EXERCISE REQUIREMENTS: Nothing but a number should be given: how many lines in the entries below include the string "EventStatus".
(INPUT DATA)
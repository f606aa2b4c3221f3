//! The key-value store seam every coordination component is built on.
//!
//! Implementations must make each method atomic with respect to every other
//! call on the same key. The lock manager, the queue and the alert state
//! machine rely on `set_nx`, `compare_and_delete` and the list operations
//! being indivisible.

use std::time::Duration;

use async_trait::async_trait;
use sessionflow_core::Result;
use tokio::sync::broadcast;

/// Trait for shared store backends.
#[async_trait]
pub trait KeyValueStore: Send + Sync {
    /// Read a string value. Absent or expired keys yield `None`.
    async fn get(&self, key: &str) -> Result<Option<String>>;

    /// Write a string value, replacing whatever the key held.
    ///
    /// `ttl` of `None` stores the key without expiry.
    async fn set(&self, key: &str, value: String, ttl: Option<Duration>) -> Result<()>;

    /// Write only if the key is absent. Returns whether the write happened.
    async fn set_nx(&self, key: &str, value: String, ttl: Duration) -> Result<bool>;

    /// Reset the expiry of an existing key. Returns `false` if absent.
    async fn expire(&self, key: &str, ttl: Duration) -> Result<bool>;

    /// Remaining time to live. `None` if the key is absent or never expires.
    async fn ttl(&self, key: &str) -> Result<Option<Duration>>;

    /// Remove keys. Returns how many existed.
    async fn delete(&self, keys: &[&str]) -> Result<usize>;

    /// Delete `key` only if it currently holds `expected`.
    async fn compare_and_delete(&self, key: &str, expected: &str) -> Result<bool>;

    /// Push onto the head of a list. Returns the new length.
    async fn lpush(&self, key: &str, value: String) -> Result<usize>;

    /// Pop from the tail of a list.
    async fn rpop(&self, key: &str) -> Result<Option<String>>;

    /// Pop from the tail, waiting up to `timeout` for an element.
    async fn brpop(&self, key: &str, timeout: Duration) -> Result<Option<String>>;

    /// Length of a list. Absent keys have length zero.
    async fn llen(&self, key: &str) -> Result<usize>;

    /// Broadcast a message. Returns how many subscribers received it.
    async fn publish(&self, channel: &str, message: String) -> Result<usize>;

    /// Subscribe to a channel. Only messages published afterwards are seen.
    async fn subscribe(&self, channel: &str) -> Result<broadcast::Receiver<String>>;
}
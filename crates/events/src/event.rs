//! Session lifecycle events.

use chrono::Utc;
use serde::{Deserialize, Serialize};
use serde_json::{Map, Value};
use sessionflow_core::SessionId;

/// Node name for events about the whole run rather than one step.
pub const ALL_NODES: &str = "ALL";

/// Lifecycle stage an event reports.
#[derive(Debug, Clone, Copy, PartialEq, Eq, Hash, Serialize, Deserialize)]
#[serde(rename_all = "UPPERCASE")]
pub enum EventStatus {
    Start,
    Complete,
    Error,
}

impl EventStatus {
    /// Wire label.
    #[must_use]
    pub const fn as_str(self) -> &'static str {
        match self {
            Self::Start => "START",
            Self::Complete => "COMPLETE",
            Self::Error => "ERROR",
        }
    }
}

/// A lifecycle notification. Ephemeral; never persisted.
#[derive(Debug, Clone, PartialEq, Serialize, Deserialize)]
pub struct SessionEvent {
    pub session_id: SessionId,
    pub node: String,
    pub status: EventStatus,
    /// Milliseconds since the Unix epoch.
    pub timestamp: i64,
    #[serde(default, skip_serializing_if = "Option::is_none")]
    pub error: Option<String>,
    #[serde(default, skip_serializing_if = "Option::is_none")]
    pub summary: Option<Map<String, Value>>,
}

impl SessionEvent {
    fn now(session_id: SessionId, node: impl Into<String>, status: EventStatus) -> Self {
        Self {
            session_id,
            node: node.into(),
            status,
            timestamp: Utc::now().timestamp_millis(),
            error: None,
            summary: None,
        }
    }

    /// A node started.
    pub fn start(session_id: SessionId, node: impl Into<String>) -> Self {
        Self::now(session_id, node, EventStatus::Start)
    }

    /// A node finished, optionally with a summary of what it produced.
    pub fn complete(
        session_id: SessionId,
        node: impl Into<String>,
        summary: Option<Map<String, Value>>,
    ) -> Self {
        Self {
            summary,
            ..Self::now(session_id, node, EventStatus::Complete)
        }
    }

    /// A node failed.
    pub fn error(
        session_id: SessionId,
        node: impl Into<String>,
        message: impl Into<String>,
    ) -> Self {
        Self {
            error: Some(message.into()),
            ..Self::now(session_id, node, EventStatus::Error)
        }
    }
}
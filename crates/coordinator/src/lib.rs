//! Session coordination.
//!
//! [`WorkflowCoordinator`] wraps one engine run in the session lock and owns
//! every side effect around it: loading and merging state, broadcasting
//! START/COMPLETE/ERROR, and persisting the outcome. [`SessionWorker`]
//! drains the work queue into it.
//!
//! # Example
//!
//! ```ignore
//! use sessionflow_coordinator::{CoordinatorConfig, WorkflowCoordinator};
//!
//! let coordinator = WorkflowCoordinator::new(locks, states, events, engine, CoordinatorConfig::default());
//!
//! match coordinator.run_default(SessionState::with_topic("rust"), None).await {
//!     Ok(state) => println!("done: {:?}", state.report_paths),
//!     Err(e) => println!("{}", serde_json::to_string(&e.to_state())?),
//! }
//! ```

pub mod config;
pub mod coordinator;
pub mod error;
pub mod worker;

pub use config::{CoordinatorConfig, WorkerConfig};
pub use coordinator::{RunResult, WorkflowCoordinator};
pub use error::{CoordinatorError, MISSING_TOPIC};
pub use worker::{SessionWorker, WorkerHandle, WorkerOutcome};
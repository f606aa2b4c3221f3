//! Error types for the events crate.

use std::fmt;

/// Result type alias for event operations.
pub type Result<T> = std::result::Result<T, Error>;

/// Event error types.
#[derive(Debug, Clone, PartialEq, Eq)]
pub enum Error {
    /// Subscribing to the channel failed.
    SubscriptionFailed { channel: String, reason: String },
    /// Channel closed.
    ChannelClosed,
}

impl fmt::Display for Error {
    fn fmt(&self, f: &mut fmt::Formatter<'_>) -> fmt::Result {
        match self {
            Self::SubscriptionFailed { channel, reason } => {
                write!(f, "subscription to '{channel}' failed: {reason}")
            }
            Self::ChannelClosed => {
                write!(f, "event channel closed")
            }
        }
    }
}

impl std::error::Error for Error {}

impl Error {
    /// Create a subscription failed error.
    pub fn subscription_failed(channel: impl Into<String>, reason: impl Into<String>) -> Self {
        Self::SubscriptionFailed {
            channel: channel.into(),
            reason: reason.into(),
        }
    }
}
(End INPUT DATA)
OUTPUT OF THE EXERCISE: 7